## About this task
Please repeat the records exactly from their first line, finishing at the line containing "handlers were installed." and including it.

BEGIN

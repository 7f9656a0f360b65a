//! Error types for interceptor setup and fault recovery.

use crate::exception::FaultException;
use super_catch_common::config::ConfigError;
use thiserror::Error;

/// Errors surfaced by the interceptor's public API.
#[derive(Error, Debug)]
pub enum CatchError {
    /// `configure` was called after the handlers were installed.
    #[error("Fault handlers are already installed - configure before the first protected scope")]
    AlreadyInstalled,

    /// `configure` was called twice.
    #[error("Interceptor configuration was already set")]
    AlreadyConfigured,

    /// The supplied configuration failed validation.
    #[error("Invalid configuration: {source}")]
    Config {
        /// Source config error
        #[from]
        source: ConfigError,
    },

    /// A fault was intercepted inside a protected scope.
    #[error("Fault intercepted: {source}")]
    Fault {
        /// The typed exception
        #[from]
        source: FaultException,
    },
}

/// Result type for interceptor operations
pub type CatchResult<T> = Result<T, CatchError>;

#[cfg(test)]
mod tests {
    use super::*;
    use crate::{protect, trigger};
    use super_catch_common::fault::Fault;

    fn faulting_step() -> CatchResult<u32> {
        let value = protect(|| {
            trigger::illegal_instruction();
            1
        })?;
        Ok(value)
    }

    #[test]
    fn fault_converts_with_question_mark() {
        match faulting_step() {
            Err(CatchError::Fault { source }) => {
                assert_eq!(source.kind(), Fault::IllegalInstruction)
            }
            other => panic!("unexpected: {other:?}"),
        }
    }

    #[test]
    fn config_error_message() {
        let err = CatchError::from(ConfigError::ValidationError("bad".to_string()));
        assert_eq!(
            err.to_string(),
            "Invalid configuration: Configuration validation failed: bad"
        );
    }
}
//! Configuration loading traits and types.
//!
//! The interceptor runs with built-in defaults; a host that wants to
//! narrow the intercepted set or size the alternate signal stack loads a
//! [`CatchConfig`] from TOML and hands it to `super_catch::configure`
//! before the first protected scope is entered.
//!
//! # Usage
//!
//! ```rust,no_run
//! use super_catch_common::config::{CatchConfig, ConfigError, ConfigLoader};
//! use std::path::Path;
//!
//! fn main() -> Result<(), ConfigError> {
//!     let config = CatchConfig::load(Path::new("super_catch.toml"))?;
//!     config.validate()?;
//!     println!("intercepting {} fault kinds", config.intercept.len());
//!     Ok(())
//! }
//! ```

use crate::consts::{DEFAULT_ALT_STACK_SIZE, MIN_ALT_STACK_SIZE};
use crate::fault::Fault;
use serde::{Deserialize, Serialize};
use std::path::Path;
use thiserror::Error;

/// Error type for configuration loading operations.
#[derive(Debug, Clone, Error)]
pub enum ConfigError {
    /// Configuration file not found at specified path.
    #[error("Configuration file not found")]
    FileNotFound,

    /// TOML parsing failed.
    #[error("Failed to parse configuration: {0}")]
    ParseError(String),

    /// Semantic validation failed.
    #[error("Configuration validation failed: {0}")]
    ValidationError(String),
}

/// Log level for application logging.
///
/// Uses lowercase serde values for TOML compatibility.
#[derive(Debug, Clone, Copy, PartialEq, Eq, Serialize, Deserialize, Default)]
#[serde(rename_all = "lowercase")]
pub enum LogLevel {
    /// Most verbose, detailed tracing information.
    Trace,
    /// Debug information useful during development.
    Debug,
    /// General information about application operation.
    #[default]
    Info,
    /// Warning messages for potentially problematic situations.
    Warn,
    /// Error messages for serious problems.
    Error,
}

impl LogLevel {
    /// Directive understood by `tracing_subscriber::EnvFilter`.
    pub const fn as_filter(&self) -> &'static str {
        match self {
            Self::Trace => "trace",
            Self::Debug => "debug",
            Self::Info => "info",
            Self::Warn => "warn",
            Self::Error => "error",
        }
    }
}

/// Interceptor configuration.
///
/// # TOML Example
///
/// ```toml
/// intercept = ["invalid_memory_access", "illegal_instruction", "process_abort"]
/// alt_stack_size = 131072
/// log_level = "debug"
/// ```
#[derive(Debug, Clone, PartialEq, Serialize, Deserialize)]
#[serde(default, deny_unknown_fields)]
pub struct CatchConfig {
    /// Fault kinds whose signals get the interceptor's handler.
    pub intercept: Vec<Fault>,

    /// Bytes of alternate signal stack installed per thread on its first
    /// protected scope. `0` leaves the thread's signal stack alone.
    pub alt_stack_size: usize,

    /// Logging verbosity for hosts that initialise tracing from this file.
    pub log_level: LogLevel,
}

impl Default for CatchConfig {
    fn default() -> Self {
        Self {
            intercept: Fault::RECOGNISED.to_vec(),
            alt_stack_size: DEFAULT_ALT_STACK_SIZE,
            log_level: LogLevel::default(),
        }
    }
}

impl CatchConfig {
    /// Validate the configuration.
    ///
    /// # Errors
    ///
    /// Returns `ConfigError::ValidationError` if:
    /// - `intercept` is empty, lists an unknown kind, or lists a kind twice
    /// - `alt_stack_size` is non-zero but below [`MIN_ALT_STACK_SIZE`]
    pub fn validate(&self) -> Result<(), ConfigError> {
        if self.intercept.is_empty() {
            return Err(ConfigError::ValidationError(
                "intercept must list at least one fault kind".to_string(),
            ));
        }

        for (i, fault) in self.intercept.iter().enumerate() {
            if let Fault::Unknown(code) = fault {
                return Err(ConfigError::ValidationError(format!(
                    "intercept lists unrecognised fault code {code}"
                )));
            }
            if self.intercept[..i].contains(fault) {
                return Err(ConfigError::ValidationError(format!(
                    "intercept lists '{fault}' more than once"
                )));
            }
        }

        if self.alt_stack_size != 0 && self.alt_stack_size < MIN_ALT_STACK_SIZE {
            return Err(ConfigError::ValidationError(format!(
                "alt_stack_size {} is below the minimum of {MIN_ALT_STACK_SIZE} bytes",
                self.alt_stack_size
            )));
        }

        Ok(())
    }

    /// Whether `fault` is in the intercepted set.
    pub fn intercepts(&self, fault: Fault) -> bool {
        self.intercept.contains(&fault)
    }
}

/// Trait for loading configuration from TOML files.
///
/// # Contract
///
/// - Returns `ConfigError::FileNotFound` if the file does not exist
/// - Returns `ConfigError::ParseError` if TOML syntax is invalid
pub trait ConfigLoader: Sized + serde::de::DeserializeOwned {
    /// Load configuration from a TOML file.
    fn load(path: &Path) -> Result<Self, ConfigError> {
        let content = std::fs::read_to_string(path).map_err(|e| {
            if e.kind() == std::io::ErrorKind::NotFound {
                ConfigError::FileNotFound
            } else {
                ConfigError::ParseError(e.to_string())
            }
        })?;

        toml::from_str(&content).map_err(|e| ConfigError::ParseError(e.to_string()))
    }
}

// Blanket implementation: any serde-deserializable struct can be loaded.
impl<T: serde::de::DeserializeOwned> ConfigLoader for T {}

#[cfg(test)]
mod tests {
    use super::*;
    use std::io::Write;
    use tempfile::NamedTempFile;

    #[test]
    fn test_default_config_is_valid() {
        let config = CatchConfig::default();
        assert!(config.validate().is_ok());
        assert_eq!(config.intercept.len(), Fault::RECOGNISED.len());
        assert!(config.intercepts(Fault::InvalidMemoryAccess));
    }

    #[test]
    fn test_log_level_filters() {
        assert_eq!(LogLevel::default(), LogLevel::Info);
        assert_eq!(LogLevel::Trace.as_filter(), "trace");
        assert_eq!(LogLevel::Error.as_filter(), "error");
    }

    #[test]
    fn test_empty_intercept_rejected() {
        let config = CatchConfig {
            intercept: vec![],
            ..CatchConfig::default()
        };
        assert!(matches!(config.validate(), Err(ConfigError::ValidationError(_))));
    }

    #[test]
    fn test_duplicate_intercept_rejected() {
        let config = CatchConfig {
            intercept: vec![Fault::Trap, Fault::BusError, Fault::Trap],
            ..CatchConfig::default()
        };
        let err = config.validate().unwrap_err();
        assert!(err.to_string().contains("more than once"), "got: {err}");
    }

    #[test]
    fn test_unknown_intercept_rejected() {
        let config = CatchConfig {
            intercept: vec![Fault::Unknown(libc::SIGUSR1)],
            ..CatchConfig::default()
        };
        assert!(config.validate().is_err());
    }

    #[test]
    fn test_small_alt_stack_rejected() {
        let mut config = CatchConfig {
            alt_stack_size: 4096,
            ..CatchConfig::default()
        };
        assert!(config.validate().is_err());

        config.alt_stack_size = 0;
        assert!(config.validate().is_ok());
    }

    #[test]
    fn test_load_missing_file() {
        let result = CatchConfig::load(Path::new("/nonexistent/super_catch.toml"));
        assert!(matches!(result, Err(ConfigError::FileNotFound)));
    }

    #[test]
    fn test_load_partial_file_uses_defaults() {
        let mut file = NamedTempFile::new().unwrap();
        writeln!(file, "intercept = [\"invalid_memory_access\", \"process_abort\"]").unwrap();

        let config = CatchConfig::load(file.path()).unwrap();
        assert_eq!(
            config.intercept,
            vec![Fault::InvalidMemoryAccess, Fault::ProcessAbort]
        );
        assert_eq!(config.alt_stack_size, DEFAULT_ALT_STACK_SIZE);
        assert_eq!(config.log_level, LogLevel::Info);
    }
}
//! Faults outside any protected scope, checked out of process

use std::os::unix::process::ExitStatusExt;
use std::process::{Command, Output};

fn run_child(args: &[&str]) -> Output {
    Command::new(env!("CARGO_BIN_EXE_super_catch_probe"))
        .args(args)
        .env("RUST_LOG", "off")
        .output()
        .expect("failed to spawn child")
}

fn stdout(output: &Output) -> String {
    String::from_utf8_lossy(&output.stdout).into_owned()
}

#[test]
fn test_unprotected_faults_terminate_by_signal() {
    let cases = [
        ("segv", libc::SIGSEGV),
        ("ill", libc::SIGILL),
        ("abort", libc::SIGABRT),
        ("trap", libc::SIGTRAP),
        ("term", libc::SIGTERM),
    ];
    for (fault, signal) in cases {
        let output = run_child(&["--fault", fault, "--unprotected"]);
        assert_eq!(
            output.status.signal(),
            Some(signal),
            "{fault}: {:?}, stdout: {}",
            output.status,
            stdout(&output)
        );
        assert!(!stdout(&output).contains("completed"));
    }
}

#[cfg(target_arch = "x86_64")]
#[test]
fn test_unprotected_divide_by_zero_terminates() {
    let output = run_child(&["--fault", "fpe", "--unprotected"]);
    assert_eq!(output.status.signal(), Some(libc::SIGFPE));
}

#[test]
fn test_ignored_broken_pipe_stays_ignored() {
    // The Rust runtime ignores SIGPIPE; without a scope that must not change.
    let output = run_child(&["--fault", "pipe", "--unprotected"]);
    assert_eq!(output.status.code(), Some(2), "{:?}", output.status);
    assert!(stdout(&output).contains("completed"));
}

#[test]
fn test_protected_child_reports_caught_fault() {
    let output = run_child(&["--fault", "segv"]);
    assert!(output.status.success(), "{:?}", output.status);
    let text = stdout(&output);
    assert!(text.contains("caught kind=InvalidMemoryAccess"), "{text}");
    assert!(text.contains("enclosing=0 depth_after=0"), "{text}");
}

#[test]
fn test_nested_scopes_catch_in_child() {
    let output = run_child(&["--fault", "ill", "--depth", "4"]);
    assert!(output.status.success(), "{:?}", output.status);
    let text = stdout(&output);
    assert!(text.contains("caught kind=IllegalInstruction"), "{text}");
    assert!(text.contains("enclosing=3 depth_after=0"), "{text}");
}

#[test]
fn test_child_rejects_invalid_config() {
    let mut file = tempfile::NamedTempFile::new().unwrap();
    std::io::Write::write_all(&mut file, b"intercept = []\n").unwrap();

    let output = run_child(&["--fault", "segv", "--config", file.path().to_str().unwrap()]);
    assert_eq!(output.status.code(), Some(1));
}

#[test]
fn test_child_with_narrowed_config() {
    let mut file = tempfile::NamedTempFile::new().unwrap();
    std::io::Write::write_all(
        &mut file,
        b"intercept = [\"invalid_memory_access\"]\nalt_stack_size = 32768\n",
    )
    .unwrap();
    let path = file.path().to_str().unwrap();

    let output = run_child(&["--fault", "segv", "--config", path]);
    assert!(output.status.success(), "{:?}", output.status);

    // SIGILL is no longer intercepted, so even a protected scope dies.
    let output = run_child(&["--fault", "ill", "--config", path]);
    assert_eq!(output.status.signal(), Some(libc::SIGILL));
}

#[test]
fn test_fault_during_body_unwind_is_not_resumed() {
    // Resuming from inside the unwinder would swallow the panic; the fault
    // takes the default path instead.
    for (fault, signal) in [("ill", libc::SIGILL), ("segv", libc::SIGSEGV)] {
        let output = run_child(&["--fault", fault, "--in-unwind", "--depth", "2"]);
        assert_eq!(
            output.status.signal(),
            Some(signal),
            "{fault}: {:?}, stdout: {}",
            output.status,
            stdout(&output)
        );
        assert!(!stdout(&output).contains("caught"));
    }
}

#[test]
fn test_recovered_abort_in_child_process() {
    // Recovering abort() poisons fork in the recovering process, so it is
    // exercised in a child that spawns nothing.
    let output = run_child(&["--fault", "abort"]);
    assert!(output.status.success(), "{:?}", output.status);
    assert!(stdout(&output).contains("caught kind=ProcessAbort"));
}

END

## Output of the exercise
repository 7f9656a0f360b65a
//! Error types for interceptor setup and fault recovery.

use crate::exception::FaultException;
use super_catch_common::config::ConfigError;
use thiserror::Error;

/// Errors surfaced by the interceptor's public API.
#[derive(Error, Debug)]
pub enum CatchError {
    /// `configure` was called after the handlers were installed.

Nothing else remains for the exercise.